Doch, ist es. Bei meiner Tätigkeit (völlig fern dem Militärischen) ist die Bezeichnung völlig alltäglich.....

Du verstehst mich nicht. :002:. Muss jetzt auch leider weg.....

Liebe chiarina, hier bin ich wieder.

Vorab: Ich habe in diesem Faden wohl nicht mehr als gefühlt 20 % gelesen und die nicht immer gründlich. Bin auch gleich wieder raus hier.

den Willen brechen" kann man gleichsetzen mit "keinen Willen mehr haben".

Das sehe ich nicht so. Einen Menschen ohne jeden Willen gibt es m.E. nicht. Es geht wohl mehr darum, inwiefern dieser Mensch seinen Willen nicht mehr artikuliert und umzusetzen versucht oder vermag, weil er sonst "Strafe" oder aber auch andere (gefühlte oder tatsächliche) Nachteile (Hänselei, gesellschaftliche bzw. gruppenbezogene Ächtung, Liebesentzug, u.ä.) erfahren würde.

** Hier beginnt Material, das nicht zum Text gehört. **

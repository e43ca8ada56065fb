//! Core types for hand landmarks
//!
//! A hand pose is an ordered sequence of keypoints in image pixel space;
//! index 0 is the wrist anchor against which all other points are measured.

use serde::{Deserialize, Serialize};

/// Number of keypoints per hand produced by the reference tracking model
pub const REFERENCE_KEYPOINT_COUNT: usize = 21;

/// A single tracked 2D location on a hand, in pixel coordinates.
#[derive(Debug, Clone, Copy, PartialEq, Serialize, Deserialize)]
pub struct Keypoint {
    pub x: f32,
    pub y: f32,
}

impl Keypoint {
    /// Create from raw pixel coordinates
    pub fn new(x: f32, y: f32) -> Self {
        Self { x, y }
    }

    /// Convert a tracker's normalized `[0, 1]` coordinates to pixel space,
    /// clamped to `[0, extent - 1]` on each axis. Trackers can report
    /// slightly out-of-range values for partially occluded joints.
    pub fn from_normalized(nx: f32, ny: f32, width: u32, height: u32) -> Self {
        let clamp = |n: f32, extent: u32| -> f32 {
            let max = extent.saturating_sub(1) as f32;
            ((n * extent as f32).trunc()).clamp(0.0, max)
        };
        Self {
            x: clamp(nx, width),
            y: clamp(ny, height),
        }
    }
}

/// Which hand the tracker believes an observation belongs to.
#[derive(Debug, Clone, Copy, PartialEq, Eq, Serialize, Deserialize)]
pub enum Handedness {
    Left,
    Right,
}

/// One detected hand: an ordered keypoint sequence plus handedness.
#[derive(Debug, Clone, PartialEq)]
pub struct HandObservation {
    pub handedness: Handedness,
    pub keypoints: Vec<Keypoint>,
}

impl HandObservation {
    pub fn new(handedness: Handedness, keypoints: Vec<Keypoint>) -> Self {
        Self {
            handedness,
            keypoints,
        }
    }
}

/// A classifier-ready feature vector: `2 × keypoint_count` interleaved
/// `[dx, dy]` values, translation-invariant and max-abs normalized to
/// `[-1, 1]`.
#[derive(Debug, Clone, PartialEq, Serialize, Deserialize)]
#[serde(transparent)]
pub struct FeatureVector(Vec<f32>);

impl FeatureVector {
    pub(crate) fn from_values(values: Vec<f32>) -> Self {
        Self(values)
    }

    /// Feature values in keypoint order
    pub fn values(&self) -> &[f32] {
        &self.0
    }

    /// Vector width (2 × keypoint count)
    pub fn len(&self) -> usize {
        self.0.len()
    }

    pub fn is_empty(&self) -> bool {
        self.0.is_empty()
    }
}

Es bedeutet, so zu agieren, dass das Kind nicht mehr will. Es bedeutet die innere Zerstörung aller Wünsche des

Auch hier glaube ich nicht daran, dass Wünsche "zerstört" im Sinne von "vernichtet" werden können. Sie bleiben mehr oder weniger latent vorhanden, werden aber überlagert durch externe "Manipulationen" unterschiedlichster Art. Diese können brachial sein ("Rohrstock") oder sehr subtil (Manipulation in Abhängigkeiten hinein, Übermaß an Fürsorge, "Ich-Botschaften" :004:, Schuldgefühle auslösen, "Framing"....).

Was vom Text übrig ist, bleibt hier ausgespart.